04.18.23

WHITEHOUSE: DIFFERENT SET OF RULES FOR THE WEALTHY, WELL CONNECTED PRODUCES RIGGED, CORRUPTED, DEFICIENT TAX SYSTEM

Washington, D.C.—U.S. Senator Sheldon Whitehouse (D-RI), Chairman of the U.S. Senate Budget Committee, delivered the following opening statement at today’s hearing entitled, “A Rigged System: The Cost of Tax Dodging by the Wealthy and Big Corporations.”

Chairman Whitehouse’s remarks, as prepared for delivery:

There are two sides to the budget:  spending and revenues.  While some colleagues only want to look at the spending side, the US has never run a modern-era balanced budget unless revenues neared 20% of GDP.  Most revenues come through the tax system.  Today’s hearing tells of two distinct sets of rules, that produce a rigged, corrupted and deficient tax system.

Under one set of rules, for most Americans, paying taxes is immediate and automatic.  Taxes are withheld from every paycheck to fund the public goods that contribute to our happiness and security: roads, schools, parks, veterans’ care, the military.  Under this set of rules, taxes also are paid, on all income, for Social Security and Medicare, programs that let Americans retire with dignity and afford medical care.  Under these rules, a typical teacher or ironworker in Rhode Island might pay a federal tax rate over 20%.  As would a married couple running a small business earning salaries of $150,000 a year. 

But it’s different rules for the wealthy and well connected.  Billionaires and large multinational corporations get special rules that let them pick when—even if— they pay taxes. This corrupted tax code lets billionaires pay an average tax rate of just 8.2% — less than half the rate of a typical teacher or firefighter.  Thanks to the Trump tax law, large multinational corporations average even less, just 7.8%.  Some pay zero.

Simple fairness is reason enough to end this rigged system.  But the tax dodging also blows a hole in our federal budget.  The Center for American Progress reports that tax cuts for the wealthy have been a primary driver of deficits for decades, accounting for more than half of the debt increase as a share of the economy. 

Letting wealthy business owners avoid Medicare taxes on their full income costs Medicare $250 billion in lost revenue.  Letting billionaires pay low or zero tax rates costs America $550 billion.  Letting multinational corporations shift profits to tax havens leaves a $1 trillion bill for everyone else to pay. 

Common sense reforms can make our tax code fairer while reducing the deficit.

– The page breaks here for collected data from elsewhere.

//! Pulse sequence — walks a list of relays, pulsing each one in turn.
//!
//! Used to exercise the outputs after installation: every relay in the
//! sequence is switched on for `on_time`, then off for `off_time`, and the
//! walk repeats until cancelled. Switching goes through the bank, so the
//! pulses are visible on `/status` and on the panel.

use std::sync::Arc;
use std::time::Duration;

use tokio_util::sync::CancellationToken;

use relayhub_domain::error::{OutOfRangeError, RelayHubError};
use relayhub_domain::relay::RelayState;

use crate::ports::{EventPublisher, RelayOutput};
use crate::services::relay_bank::RelayBank;

/// Timing and membership of a pulse walk.
#[derive(Debug, Clone, PartialEq, Eq)]
pub struct PulseSequence {
    relays: Vec<usize>,
    on_time: Duration,
    off_time: Duration,
}

impl PulseSequence {
    #[must_use]
    pub fn new(relays: Vec<usize>, on_time: Duration, off_time: Duration) -> Self {
        Self {
            relays,
            on_time,
            off_time,
        }
    }

    /// Run the walk against `bank` until `cancel` fires. A relay that is on
    /// when cancellation arrives is switched off before returning.
    ///
    /// # Errors
    ///
    /// Returns [`RelayHubError::OutOfRange`] up front if a relay of the
    /// sequence is not in the bank, or the first error raised by the bank
    /// while switching.
    pub async fn run<O, P>(
        self,
        bank: Arc<RelayBank<O, P>>,
        cancel: CancellationToken,
    ) -> Result<(), RelayHubError>
    where
        O: RelayOutput,
        P: EventPublisher,
    {
        if let Some(&index) = self.relays.iter().find(|&&index| index >= bank.len()) {
            return Err(OutOfRangeError {
                index,
                count: bank.len(),
            }
            .into());
        }
        if self.relays.is_empty() {
            cancel.cancelled().await;
            return Ok(());
        }

        tracing::info!(relays = ?self.relays, "pulse sequence started");
        for &index in self.relays.iter().cycle() {
            bank.set(index, RelayState::On)?;
            let interrupted = sleep_or_cancel(self.on_time, &cancel).await;
            bank.set(index, RelayState::Off)?;
            if interrupted || sleep_or_cancel(self.off_time, &cancel).await {
                break;
            }
        }
        tracing::info!("pulse sequence stopped");
        Ok(())
    }
}

/// Sleep for `duration`; returns `true` when cancelled first.
async fn sleep_or_cancel(duration: Duration, cancel: &CancellationToken) -> bool {
    tokio::select! {
        () = cancel.cancelled() => true,
        () = tokio::time::sleep(duration) => false,
    }
}
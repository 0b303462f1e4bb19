//! # relayhub-adapter-virtual
//!
//! Virtual/demo adapter that stands in for the relay board's hardware.
//!
//! ## Provided components
//!
//! | Component | Port | Behaviour |
//! |-----------|------|-----------|
//! | [`SimulatedOutput`] | `RelayOutput` | Keeps line levels in memory and journals every write |
//! | [`LogPanel`] | `StatusDisplay` | Renders the status panel and writes it to the log |
//!
//! ## Dependency rule
//!
//! Depends on `relayhub-app` (port traits) and `relayhub-domain` only.

mod output;
mod panel;

pub use output::SimulatedOutput;
pub use panel::LogPanel;
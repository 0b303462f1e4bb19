//! HTTP error response mapping.

use std::error::Error as _;

use axum::Json;
use axum::http::StatusCode;
use axum::response::{IntoResponse, Response};
use serde::Serialize;

use relayhub_domain::error::RelayHubError;

/// JSON error body returned by every endpoint.
#[derive(Serialize)]
struct ErrorBody {
    error: String,
}

/// Maps [`RelayHubError`] to an HTTP response with appropriate status code.
#[derive(Debug)]
pub struct ApiError(RelayHubError);

impl From<RelayHubError> for ApiError {
    fn from(err: RelayHubError) -> Self {
        Self(err)
    }
}

impl IntoResponse for ApiError {
    fn into_response(self) -> Response {
        if !self.0.is_client_error() {
            // Output-line failures are already logged by the relay bank
            // with the relay and line attached.
            if let RelayHubError::Serialize(err) = &self.0 {
                tracing::error!(error = %err, "serialization error");
            }
            let body = ErrorBody {
                error: "internal server error".to_string(),
            };
            return (StatusCode::INTERNAL_SERVER_ERROR, Json(body)).into_response();
        }

        let status = if matches!(self.0, RelayHubError::NotFound(_)) {
            StatusCode::NOT_FOUND
        } else {
            StatusCode::BAD_REQUEST
        };
        let message = self
            .0
            .source()
            .map_or_else(|| self.0.to_string(), ToString::to_string);

        (status, Json(ErrorBody { error: message })).into_response()
    }
}
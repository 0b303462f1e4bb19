//! Simulated output lines — the fake hardware backend.

use std::collections::BTreeMap;
use std::sync::{Mutex, MutexGuard, PoisonError};

use relayhub_app::ports::RelayOutput;
use relayhub_domain::error::RelayHubError;

#[derive(Default)]
struct Lines {
    levels: BTreeMap<u32, bool>,
    journal: Vec<(u32, bool)>,
}

/// In-memory output lines. Every line reads low until written.
#[derive(Default)]
pub struct SimulatedOutput {
    lines: Mutex<Lines>,
}

impl SimulatedOutput {
    #[must_use]
    pub fn new() -> Self {
        Self::default()
    }

    /// Current level of `line`.
    #[must_use]
    pub fn level(&self, line: u32) -> bool {
        self.lock().levels.get(&line).copied().unwrap_or(false)
    }

    /// Every write so far, oldest first.
    #[must_use]
    pub fn journal(&self) -> Vec<(u32, bool)> {
        self.lock().journal.clone()
    }

    fn lock(&self) -> MutexGuard<'_, Lines> {
        self.lines.lock().unwrap_or_else(PoisonError::into_inner)
    }
}

impl RelayOutput for SimulatedOutput {
    fn write(&self, line: u32, level: bool) -> Result<(), RelayHubError> {
        let mut lines = self.lock();
        lines.levels.insert(line, level);
        lines.journal.push((line, level));
        tracing::trace!(line, level, "simulated line written");
        Ok(())
    }
}
//! In-process event bus backed by a tokio broadcast channel.

use tokio::sync::broadcast;

use relayhub_domain::event::RelayEvent;

use crate::ports::EventPublisher;

/// In-process event bus using a tokio [`broadcast`] channel.
///
/// Publishing succeeds even when there are no active subscribers
/// (the event is simply dropped). Clones share the same channel.
#[derive(Clone)]
pub struct InProcessEventBus {
    sender: broadcast::Sender<RelayEvent>,
}

impl InProcessEventBus {
    /// Create a new event bus with the given channel capacity.
    #[must_use]
    pub fn new(capacity: usize) -> Self {
        let (sender, _) = broadcast::channel(capacity);
        Self { sender }
    }

    /// Subscribe to events on this bus.
    ///
    /// Returns a receiver that will get all events published *after*
    /// the subscription is created.
    #[must_use]
    pub fn subscribe(&self) -> broadcast::Receiver<RelayEvent> {
        self.sender.subscribe()
    }
}

impl EventPublisher for InProcessEventBus {
    fn publish(&self, event: RelayEvent) {
        // broadcast::send fails only when there are zero receivers.
        let _ = self.sender.send(event);
    }
}
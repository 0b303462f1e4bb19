//! Status snapshot — an immutable point-in-time read of every relay.

use crate::relay::{Relay, RelayState};
use crate::time::Timestamp;

/// Immutable copy of all relay states, captured atomically by the bank.
#[derive(Debug, Clone, PartialEq, Eq)]
pub struct StatusSnapshot {
    states: Vec<RelayState>,
    taken_at: Timestamp,
}

impl StatusSnapshot {
    #[must_use]
    pub fn new(states: Vec<RelayState>, taken_at: Timestamp) -> Self {
        Self { states, taken_at }
    }

    /// Number of relays covered.
    #[must_use]
    pub fn len(&self) -> usize {
        self.states.len()
    }

    #[must_use]
    pub fn is_empty(&self) -> bool {
        self.states.is_empty()
    }

    /// State of relay `index`, if it exists.
    #[must_use]
    pub fn get(&self, index: usize) -> Option<RelayState> {
        self.states.get(index).copied()
    }

    /// All states in ascending index order.
    #[must_use]
    pub fn states(&self) -> &[RelayState] {
        &self.states
    }

    /// Iterate relays in ascending index order.
    pub fn relays(&self) -> impl Iterator<Item = Relay> + '_ {
        self.states
            .iter()
            .enumerate()
            .map(|(index, &state)| Relay { index, state })
    }

    /// Number of relays currently on.
    #[must_use]
    pub fn on_count(&self) -> usize {
        self.states.iter().filter(|s| s.is_on()).count()
    }

    #[must_use]
    pub fn taken_at(&self) -> Timestamp {
        self.taken_at
    }
}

First, to protect the long-term solvency of Social Security and Medicare, I’m filing legislation to require contributions to Social Security taxes on high-end income.  Right now, the cap on contributions means someone making $1 million effectively stopped paying into Social Security February 28th this year.  People living on investment income pay no Social Security contribution.  Respecting the Biden tax pledge, my Medicare and Social Security Fair Share Act will require Social Security contributions on all income above $400,000, however earned.  This legislation includes the Biden budget tax plan we saw to extend the solvency of Medicare by 20 years.

Second, billionaire Warren Buffet famously highlighted the rigged tax code by pointing out that he paid a lower tax rate than his secretary.  So I am also re-introducing the Paying a Fair Share Act to codify the “Buffett Rule” with a minimum 30% tax rate on income over $1 million per year, whatever the source. 

Third, American multinationals recently reported $60 billion in profits in the Cayman Islands in a single year – ten times the size of its entire economy.  That’s a scam, it costs American jobs, and it’s unfair to American businesses large and small that don’t engage in overseas tax games.  My No Tax Breaks for Outsourcing Act would make offshoring companies pay the same tax rate domestic companies pay here at home.  

House MAGA Republicans have yet to release a budget for the American people to see, but they’ve sure made clear who they want to protect.  Their first vote was to protect wealthy tax cheats by hobbling IRS enforcement, adding $114 billion to the debt.  Then they filed legislation to make the Trump tax cuts permanent: a $3 trillion cost, with over 40% of the benefit to the top 5% in income.  Some have even proposed a new 30% sales tax on everything.  The conservative American Enterprise Institute says this all could add $18 trillion of debt. 

Behind all this secrecy and mischief lurks a crew of Republican dark-money donors who don’t want to pay taxes and are so rich they don’t care about Medicare, Social Security, or the economic well-being of wage-earners.  Selling their poison to the public is hard.  Put Americans’ priorities first, and this gets pretty easy.  And the math works!  I look forward to hearing the testimony today about fixing a tax system rigged for wealthy political donors.